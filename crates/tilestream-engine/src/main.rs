//! # Tilestream
//!
//! Headless driver for the chunk streaming window.
//!
//! Loads `tilestream.toml` (or the path given as the first argument), walks
//! the configured route and logs what the window streamed on the way.

#![warn(missing_docs)]
#![warn(clippy::all)]
#![deny(clippy::unwrap_used)]

mod app;
mod config;

use anyhow::Result;
use tracing::info;
use tracing_subscriber::{fmt, prelude::*, EnvFilter};

use crate::config::{EngineConfig, CONFIG_FILE};

/// Main entry point.
fn main() -> Result<()> {
    tracing_subscriber::registry()
        .with(fmt::layer())
        .with(EnvFilter::from_default_env().add_directive("tilestream=info".parse()?))
        .init();

    info!("Tilestream starting...");
    info!("Version: {}", env!("CARGO_PKG_VERSION"));

    let path = std::env::args().nth(1).unwrap_or_else(|| CONFIG_FILE.to_string());
    let mut config = EngineConfig::load_from(&path);
    config.validate();

    let report = app::run(&config)?;
    info!(
        "Run complete in {} ms ({} streaming frames)",
        report.elapsed_ms, report.streaming_frames
    );

    Ok(())
}
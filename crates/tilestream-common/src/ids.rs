//! Handle types for chunks and pooled graphics resources.

use serde::{Deserialize, Serialize};
use std::fmt;

/// Generational handle to a chunk stored in a caller-owned arena.
///
/// The streaming window stores these instead of owning chunks. A key stays
/// valid until the chunk it names is removed; after that the slot may be
/// reused under a new generation and the old key no longer resolves.
#[derive(Debug, Clone, Copy, PartialEq, Eq, Hash, Serialize, Deserialize)]
pub struct ChunkKey {
    index: u32,
    generation: u32,
}

impl ChunkKey {
    /// Creates a key from a slot index and generation.
    #[must_use]
    pub const fn new(index: u32, generation: u32) -> Self {
        Self { index, generation }
    }

    /// Returns the slot index.
    #[must_use]
    pub const fn index(self) -> u32 {
        self.index
    }

    /// Returns the generation (for detecting stale keys).
    #[must_use]
    pub const fn generation(self) -> u32 {
        self.generation
    }
}

impl fmt::Display for ChunkKey {
    fn fmt(&self, f: &mut fmt::Formatter<'_>) -> fmt::Result {
        write!(f, "chunk#{}v{}", self.index, self.generation)
    }
}

/// Index of a render target pair inside a fixed-size pool.
#[derive(Debug, Clone, Copy, PartialEq, Eq, Hash, Serialize, Deserialize)]
pub struct RenderTargetId(u32);

impl RenderTargetId {
    /// Creates a render target ID from a raw value.
    #[must_use]
    pub const fn new(id: u32) -> Self {
        Self(id)
    }

    /// Returns the raw ID value.
    #[must_use]
    pub const fn raw(self) -> u32 {
        self.0
    }
}

/// Opaque handle to a texture owned by the rendering backend.
#[derive(Debug, Clone, Copy, PartialEq, Eq, Hash, Serialize, Deserialize)]
pub struct TextureHandle(u64);

impl TextureHandle {
    /// Creates a texture handle from a raw backend value.
    #[must_use]
    pub const fn new(raw: u64) -> Self {
        Self(raw)
    }

    /// Returns the raw backend value.
    #[must_use]
    pub const fn raw(self) -> u64 {
        self.0
    }
}
//! # Tilestream Common
//!
//! Common types shared by the Tilestream crates:
//! - Chunk coordinates (relative and global)
//! - Handle types (chunk keys, render targets, textures)
//! - Error types
//! - Prelude for convenient imports

#![warn(missing_docs)]
#![warn(clippy::all)]
#![deny(clippy::unwrap_used)]

pub mod coords;
pub mod error;
pub mod ids;

/// Prelude module for convenient imports
pub mod prelude {
    pub use crate::coords::*;
    pub use crate::error::*;
    pub use crate::ids::*;
}

pub use prelude::*;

■ ■ ■

ACTION ITEM.
Across the entries above, how many lines carry the word "filename"? Write only the number.

WRITTEN REPLY.
2